Problem: Find the line with "let version = HeaderValue::from_str(&self.api_version)" in the records below. Copy it and every line after it, up to and including the line with "an API error.".

*** Data records Section Begins ***

//! Verification module.
//!
//! Provides:
//! - `Verifier`: the external verifier seam
//! - `VerificationAdapter`: calls it with a candidate's overrides
//! - `CommandVerifier`: runs a verifier process over stdin/stdout

mod adapter;
mod command;

pub use adapter::*;
pub use command::*;
//! HTML to plain text.
//!
//! Not a parser: drops non-content blocks, strips tags and decodes entities,
//! which is enough to feed article text into a prompt.

use regex::{Captures, Regex};
use std::sync::LazyLock;

static NON_CONTENT: LazyLock<Vec<Regex>> = LazyLock::new(|| {
    [
        r"(?is)<script\b.*?</script\s*>",
        r"(?is)<style\b.*?</style\s*>",
        r"(?is)<noscript\b.*?</noscript\s*>",
        r"(?s)<!--.*?-->",
    ]
    .iter()
    .map(|p| Regex::new(p).expect("valid regex"))
    .collect()
});

static BLOCK_TAG: LazyLock<Regex> = LazyLock::new(|| {
    Regex::new(
        r"(?i)</?(?:p|div|br|hr|li|ul|ol|h[1-6]|tr|td|th|table|section|article|header|footer|pre|blockquote|figure|figcaption)\b[^>]*>",
    )
    .expect("valid regex")
});

static ANY_TAG: LazyLock<Regex> = LazyLock::new(|| Regex::new(r"<[^>]*>").expect("valid regex"));

static ENTITY: LazyLock<Regex> =
    LazyLock::new(|| Regex::new(r"&(#[xX][0-9a-fA-F]+|#[0-9]+|[a-zA-Z]+);").expect("valid regex"));

/// Convert an HTML document to text. Whitespace is left for the caller to collapse.
pub fn html_to_text(html: &str) -> String {
    let mut text = html.to_string();
    for re in NON_CONTENT.iter() {
        text = re.replace_all(&text, " ").into_owned();
    }
    let text = BLOCK_TAG.replace_all(&text, " ");
    let text = ANY_TAG.replace_all(&text, "");
    decode_entities(&text)
}

/// Decode the common named entities and all numeric ones. Unknown names are kept.
pub fn decode_entities(text: &str) -> String {
    ENTITY
        .replace_all(text, |caps: &Captures| {
            let body = &caps[1];
            let decoded = if let Some(hex) = body.strip_prefix("#x").or_else(|| body.strip_prefix("#X")) {
                u32::from_str_radix(hex, 16).ok().and_then(char::from_u32)
            } else if let Some(dec) = body.strip_prefix('#') {
                dec.parse::<u32>().ok().and_then(char::from_u32)
            } else {
                named_entity(body)
            };
            decoded.map_or_else(|| caps[0].to_string(), |c| c.to_string())
        })
        .into_owned()
}

fn named_entity(name: &str) -> Option<char> {
    let c = match name {
        "amp" => '&',
        "lt" => '<',
        "gt" => '>',
        "quot" => '"',
        "apos" => '\'',
        "nbsp" => ' ',
        "ndash" => '–',
        "mdash" => '—',
        "hellip" => '…',
        "lsquo" => '‘',
        "rsquo" => '’',
        "ldquo" => '“',
        "rdquo" => '”',
        "times" => '×',
        "middot" => '·',
        _ => return None,
    };
    Some(c)
}
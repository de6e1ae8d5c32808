//! Messages-API client for the generative model.
//!
//! One call per iteration, no retries: a non-success response aborts the run.
//! An empty text body is returned as-is so the iteration loop can treat it as
//! a content failure.

use crate::models::{ModelApiError, PipelineError, Result, SamplingParams};
use async_trait::async_trait;
use reqwest::header::{CONTENT_TYPE, HeaderMap, HeaderValue};
use serde::{Deserialize, Serialize};
use std::sync::atomic::{AtomicU64, Ordering};
use std::time::{Duration, Instant};
use tracing::debug;

/// Text produced by one model call.
#[derive(Debug, Clone, Default)]
pub struct Completion {
    /// Trimmed text blocks joined with newlines
    pub text: String,
    /// Model that answered (may differ from requested)
    pub model: String,
    pub input_tokens: u32,
    pub output_tokens: u32,
    pub duration: Duration,
}

/// Single-turn text generation.
#[async_trait]
pub trait ModelClient: Send + Sync {
    /// Check credentials without touching the network.
    fn ensure_ready(&self) -> Result<()> {
        Ok(())
    }

    /// Send one system/user prompt pair.
    async fn generate(
        &self,
        params: &SamplingParams,
        system_prompt: &str,
        user_prompt: &str,
    ) -> Result<Completion>;
}

#[derive(Debug, Serialize)]
struct UserMessage<'a> {
    role: &'static str,
    content: &'a str,
}

#[derive(Debug, Serialize)]
struct MessagesRequest<'a> {
    model: &'a str,
    max_tokens: u32,
    temperature: f64,
    system: &'a str,
    messages: Vec<UserMessage<'a>>,
}

#[derive(Debug, Deserialize)]
struct MessagesResponse {
    #[serde(default)]
    content: Vec<ContentBlock>,
    #[serde(default)]
    model: Option<String>,
    #[serde(default)]
    usage: Option<Usage>,
}

#[derive(Debug, Deserialize)]
struct ContentBlock {
    #[serde(rename = "type")]
    block_type: String,
    #[serde(default)]
    text: Option<String>,
}

#[derive(Debug, Default, Deserialize)]
struct Usage {
    #[serde(default)]
    input_tokens: u32,
    #[serde(default)]
    output_tokens: u32,
}

#[derive(Debug, Deserialize)]
struct ApiErrorResponse {
    error: ApiErrorDetail,
}

#[derive(Debug, Deserialize)]
#[allow(dead_code)]
struct ApiErrorDetail {
    message: String,
    #[serde(rename = "type")]
    error_type: Option<String>,
}

/// Client for the messages endpoint.
pub struct AnthropicClient {
    client: reqwest::Client,
    /// None when no key was resolved; `ensure_ready` reports it
    api_key: Option<String>,
    api_key_env: String,
    base_url: String,
    api_version: String,
    timeout: Duration,
    // Usage tracking
    total_input_tokens: AtomicU64,
    total_output_tokens: AtomicU64,
}

impl AnthropicClient {
    /// Create a new client.
    ///
    /// A missing key is accepted here and reported by `ensure_ready`, so the
    /// pipeline can refuse a run before any source is fetched.
    pub fn new(
        api_key: Option<String>,
        api_key_env: impl Into<String>,
        base_url: impl Into<String>,
        api_version: impl Into<String>,
        timeout_secs: u64,
    ) -> Result<Self> {
        let timeout = Duration::from_secs(timeout_secs);

        let client = reqwest::Client::builder()
            .timeout(timeout)
            .build()
            .map_err(PipelineError::Network)?;

        Ok(Self {
            client,
            api_key: api_key.filter(|k| !k.trim().is_empty()),
            api_key_env: api_key_env.into(),
            base_url: base_url.into().trim_end_matches('/').to_string(),
            api_version: api_version.into(),
            timeout,
            total_input_tokens: AtomicU64::new(0),
            total_output_tokens: AtomicU64::new(0),
        })
    }

    /// Create a client from the `[model]` config section and an already-resolved key.
    pub fn from_config(config: &crate::models::ModelConfig, api_key: Option<String>) -> Result<Self> {
        Self::new(
            api_key,
            config.api_key_env.clone(),
            config.base_url.clone(),
            config.api_version.clone(),
            config.timeout_secs,
        )
    }

    /// Build headers for a request.
    fn headers(&self, api_key: &str) -> Result<HeaderMap> {
        let mut headers = HeaderMap::new();
        let key = HeaderValue::from_str(api_key)
            .map_err(|_| PipelineError::InvalidInput("API key contains invalid characters".to_string()))?;
        headers.insert("x-api-key", key);
        let version = HeaderValue::from_str(&self.api_version)
            .map_err(|_| PipelineError::InvalidInput(format!("invalid API version {}", self.api_version)))?;
        headers.insert("anthropic-version", version);
        headers.insert(CONTENT_TYPE, HeaderValue::from_static("application/json"));
        Ok(headers)
    }

    /// Map a non-success response to an API error.
    fn api_error(status: u16, body: &str, model: &str) -> ModelApiError {
        let message = serde_json::from_str::<ApiErrorResponse>(body)
            .map(|e| e.error.message)
            .unwrap_or_else(|_| body.to_string());

        match status {
            401 | 403 => ModelApiError::AuthenticationFailed,
            404 => ModelApiError::ModelNotFound(model.to_string()),
            429 => ModelApiError::RateLimited { message },
            _ => ModelApiError::ApiError { status, message },
        }
    }

    /// Get total tokens tracked as (input, output).
    pub fn total_tokens(&self) -> (u64, u64) {
        (
            self.total_input_tokens.load(Ordering::Relaxed),
            self.total_output_tokens.load(Ordering::Relaxed),
        )
    }
}

#[async_trait]
impl ModelClient for AnthropicClient {
    fn ensure_ready(&self) -> Result<()> {
        match self.api_key {
            Some(_) => Ok(()),
            None => Err(PipelineError::MissingApiKey {
                env_var: self.api_key_env.clone(),
            }),
        }
    }

    async fn generate(
        &self,
        params: &SamplingParams,
        system_prompt: &str,
        user_prompt: &str,
    ) -> Result<Completion> {
        let api_key = self.api_key.as_deref().ok_or_else(|| PipelineError::MissingApiKey {
            env_var: self.api_key_env.clone(),
        })?;
        let start = Instant::now();

        let request = MessagesRequest {
            model: &params.model,
            max_tokens: params.max_tokens,
            temperature: params.temperature,
            system: system_prompt,
            messages: vec![UserMessage {
                role: "user",
                content: user_prompt,
            }],
        };

        let url = format!("{}/v1/messages", self.base_url);
        let response = self
            .client
            .post(&url)
            .headers(self.headers(api_key)?)
            .json(&request)
            .send()
            .await
            .map_err(|e| {
                if e.is_timeout() {
                    PipelineError::Timeout(self.timeout)
                } else {
                    PipelineError::Network(e)
                }
            })?;

        let status = response.status();
        if !status.is_success() {
            let body = response.text().await.unwrap_or_default();
            return Err(Self::api_error(status.as_u16(), &body, &params.model).into());
        }

        let body: MessagesResponse = response.json().await.map_err(|e| {
            ModelApiError::InvalidResponse(format!("Failed to parse response: {e}"))
        })?;

        let usage = body.usage.unwrap_or_default();
        self.total_input_tokens
            .fetch_add(usage.input_tokens as u64, Ordering::Relaxed);
        self.total_output_tokens
            .fetch_add(usage.output_tokens as u64, Ordering::Relaxed);

        let text = collect_text(&body.content);
        let duration = start.elapsed();

        debug!(
            model = %params.model,
            input_tokens = usage.input_tokens,
            output_tokens = usage.output_tokens,
            chars = text.len(),
            duration_ms = duration.as_millis() as u64,
            "Model call complete"
        );

        Ok(Completion {
            text,
            model: body.model.unwrap_or_else(|| params.model.clone()),
            input_tokens: usage.input_tokens,
            output_tokens: usage.output_tokens,
            duration,
        })
    }
}

/// Join the trimmed text of every `text` block with newlines.
fn collect_text(blocks: &[ContentBlock]) -> String {
    blocks
        .iter()
        .filter(|b| b.block_type == "text")
        .filter_map(|b| b.text.as_deref())
        .map(str::trim)
        .filter(|t| !t.is_empty())
        .collect::<Vec<_>>()
        .join("\n")
}

#[cfg(test)]
mod tests {
    use super::*;
    use serde_json::json;

    #[test]
    fn test_collect_text_reads_only_text_blocks() {
        let body: MessagesResponse = serde_json::from_value(json!({
            "content": [
                {"type": "thinking", "thinking": "hmm"},
                {"type": "text", "text": "  {\"a\": 1}  "},
                {"type": "tool_use", "id": "x", "name": "n", "input": {}},
                {"type": "text", "text": "done\n"}
            ],
            "model": "claude-test",
            "usage": {"input_tokens": 10, "output_tokens": 5}
        }))
        .unwrap();

        assert_eq!(collect_text(&body.content), "{\"a\": 1}\ndone");
    }

    #[test]
    fn test_collect_text_empty() {
        let body: MessagesResponse = serde_json::from_value(json!({"content": []})).unwrap();
        assert_eq!(collect_text(&body.content), "");
    }

    #[test]
    fn test_request_body_shape() {
        let request = MessagesRequest {
            model: "claude-test",
            max_tokens: 1024,
            temperature: 0.5,
            system: "sys",
            messages: vec![UserMessage {
                role: "user",
                content: "hello",
            }],
        };
        let value = serde_json::to_value(&request).unwrap();
        assert_eq!(
            value,
            json!({
                "model": "claude-test",
                "max_tokens": 1024,
                "temperature": 0.5,
                "system": "sys",
                "messages": [{"role": "user", "content": "hello"}]
            })
        );
    }

    #[test]
    fn test_api_error_mapping() {
        let body = r#"{"type":"error","error":{"type":"overloaded_error","message":"Overloaded"}}"#;
        match AnthropicClient::api_error(529, body, "m") {
            ModelApiError::ApiError { status, message } => {
                assert_eq!(status, 529);
                assert_eq!(message, "Overloaded");
            }
            other => panic!("unexpected error: {other:?}"),
        }
        assert!(matches!(
            AnthropicClient::api_error(401, "nope", "m"),
            ModelApiError::AuthenticationFailed
        ));
        assert!(matches!(
            AnthropicClient::api_error(404, "", "claude-x"),
            ModelApiError::ModelNotFound(m) if m == "claude-x"
        ));
    }

    #[test]
    fn test_missing_key_is_reported_before_any_call() {
        let client =
            AnthropicClient::new(None, "ANTHROPIC_API_KEY", "https://api.anthropic.com", "2023-06-01", 5)
                .unwrap();
        let err = client.ensure_ready().unwrap_err();
        assert!(matches!(err, PipelineError::MissingApiKey { .. }));
        assert_eq!(client.total_tokens(), (0, 0));

        let client = AnthropicClient::new(
            Some("  ".to_string()),
            "ANTHROPIC_API_KEY",
            "https://api.anthropic.com",
            "2023-06-01",
            5,
        )
        .unwrap();
        assert!(client.ensure_ready().is_err());
    }
}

*** Data records Section Ends ***

Problem solution:
        let version = HeaderValue::from_str(&self.api_version)
            .map_err(|_| PipelineError::InvalidInput(format!("invalid API version {}", self.api_version)))?;
        headers.insert("anthropic-version", version);
        headers.insert(CONTENT_TYPE, HeaderValue::from_static("application/json"));
        Ok(headers)
    }

    /// Map a non-success response to an API error.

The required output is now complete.